--- START ---
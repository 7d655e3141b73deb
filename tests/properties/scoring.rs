//! Property tests for executive-summary scoring.

use proptest::prelude::*;

use clusteraudit::models::Status;
use clusteraudit::scorer::{score, ParsedCategory, ParsedEntry, ParsedReport};

fn any_status() -> impl Strategy<Value = Status> {
    proptest::sample::select(Status::ALL.to_vec())
}

fn any_report() -> impl Strategy<Value = ParsedReport> {
    proptest::collection::vec(
        proptest::collection::vec(any_status(), 1..=8),
        1..=5,
    )
    .prop_map(|categories| {
        let mut order = 0usize;
        let categories = categories
            .into_iter()
            .enumerate()
            .map(|(category_index, statuses)| ParsedCategory {
                name: format!("Category {category_index}"),
                entries: statuses
                    .into_iter()
                    .enumerate()
                    .map(|(entry_index, status)| {
                        let entry = ParsedEntry {
                            name: format!("Check {category_index}-{entry_index}"),
                            status,
                            message: "generated".to_string(),
                            recommendations: Vec::new(),
                            order,
                        };
                        order += 1;
                        entry
                    })
                    .collect(),
            })
            .collect();
        ParsedReport {
            title: "Generated Report".to_string(),
            categories,
        }
    })
}

proptest! {
    #![proptest_config(ProptestConfig {
        cases: 128,
        .. ProptestConfig::default()
    })]

    /// PROPERTY: Every score, including the overall, stays inside [0, 100].
    #[test]
    fn property_scores_are_clamped(report in any_report()) {
        let card = score(&report, "cluster", "customer");
        for category in &card.categories {
            prop_assert!((0.0..=100.0).contains(&category.score));
        }
        prop_assert!((0.0..=100.0).contains(&card.overall));
    }

    /// PROPERTY: The attention list holds exactly the non-OK entries,
    /// ordered by non-increasing severity.
    #[test]
    fn property_attention_list_is_severity_sorted(report in any_report()) {
        let card = score(&report, "cluster", "customer");

        let expected: usize = report
            .categories
            .iter()
            .flat_map(|c| c.entries.iter())
            .filter(|e| e.status != Status::Ok)
            .count();
        prop_assert_eq!(card.attention.len(), expected);

        for pair in card.attention.windows(2) {
            prop_assert!(pair[0].status >= pair[1].status);
        }
    }

    /// PROPERTY: An all-OK report scores 100 with an empty attention list.
    #[test]
    fn property_all_ok_scores_perfect(sizes in proptest::collection::vec(1usize..=6, 1..=4)) {
        let categories = sizes
            .iter()
            .enumerate()
            .map(|(category_index, count)| ParsedCategory {
                name: format!("Category {category_index}"),
                entries: (0..*count)
                    .map(|entry_index| ParsedEntry {
                        name: format!("Check {entry_index}"),
                        status: Status::Ok,
                        message: "fine".to_string(),
                        recommendations: Vec::new(),
                        order: entry_index,
                    })
                    .collect(),
            })
            .collect();
        let report = ParsedReport {
            title: "All Clear".to_string(),
            categories,
        };

        let card = score(&report, "cluster", "customer");
        prop_assert_eq!(card.overall, 100.0);
        prop_assert!(card.attention.is_empty());
    }
}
--- END ---
Exercise prompt:
All of the material should be written out again exactly.

Result for this task:
repository 7d655e3141b73deb
filename tests/properties/scoring.rs
//! Property tests for executive-summary scoring.

use proptest::prelude::*;

use clusteraudit::models::Status;
use clusteraudit::scorer::{score, ParsedCategory, ParsedEntry, ParsedReport};

fn any_status() -> impl Strategy<Value = Status> {
    proptest::sample::select(Status::ALL.to_vec())
}

fn any_report() -> impl Strategy<Value = ParsedReport> {
    proptest::collection::vec(
        proptest::collection::vec(any_status(), 1..=8),
        1..=5,
    )
    .prop_map(|categories| {
        let mut order = 0usize;
        let categories = categories
            .into_iter()
            .enumerate()
            .map(|(category_index, statuses)| ParsedCategory {
                name: format!("Category {category_index}"),
                entries: statuses
                    .into_iter()
                    .enumerate()
                    .map(|(entry_index, status)| {
                        let entry = ParsedEntry {
                            name: format!("Check {category_index}-{entry_index}"),
                            status,
                            message: "generated".to_string(),
                            recommendations: Vec::new(),
                            order,
                        };
                        order += 1;
                        entry
                    })
                    .collect(),
            })
            .collect();
        ParsedReport {
            title: "Generated Report".to_string(),
            categories,
        }
    })
}

proptest! {
    #![proptest_config(ProptestConfig {
        cases: 128,
        .. ProptestConfig::default()
    })]

    /// PROPERTY: Every score, including the overall, stays inside [0, 100].
    #[test]
    fn property_scores_are_clamped(report in any_report()) {
        let card = score(&report, "cluster", "customer");
        for category in &card.categories {
            prop_assert!((0.0..=100.0).contains(&category.score));
        }
        prop_assert!((0.0..=100.0).contains(&card.overall));
    }

    /// PROPERTY: The attention list holds exactly the non-OK entries,
    /// ordered by non-increasing severity.
    #[test]
    fn property_attention_list_is_severity_sorted(report in any_report()) {
        let card = score(&report, "cluster", "customer");

        let expected: usize = report
            .categories
            .iter()
            .flat_map(|c| c.entries.iter())
            .filter(|e| e.status != Status::Ok)
            .count();
        prop_assert_eq!(card.attention.len(), expected);

        for pair in card.attention.windows(2) {
            prop_assert!(pair[0].status >= pair[1].status);
        }
    }

    /// PROPERTY: An all-OK report scores 100 with an empty attention list.
    #[test]
    fn property_all_ok_scores_perfect(sizes in proptest::collection::vec(1usize..=6, 1..=4)) {
        let categories = sizes
            .iter()
            .enumerate()
            .map(|(category_index, count)| ParsedCategory {
                name: format!("Category {category_index}"),
                entries: (0..*count)
                    .map(|entry_index| ParsedEntry {
                        name: format!("Check {entry_index}"),
                        status: Status::Ok,
                        message: "fine".to_string(),
                        recommendations: Vec::new(),
                        order: entry_index,
                    })
                    .collect(),
            })
            .collect();
        let report = ParsedReport {
            title: "All Clear".to_string(),
            categories,
        };

        let card = score(&report, "cluster", "customer");
        prop_assert_eq!(card.overall, 100.0);
        prop_assert!(card.attention.is_empty());
    }
}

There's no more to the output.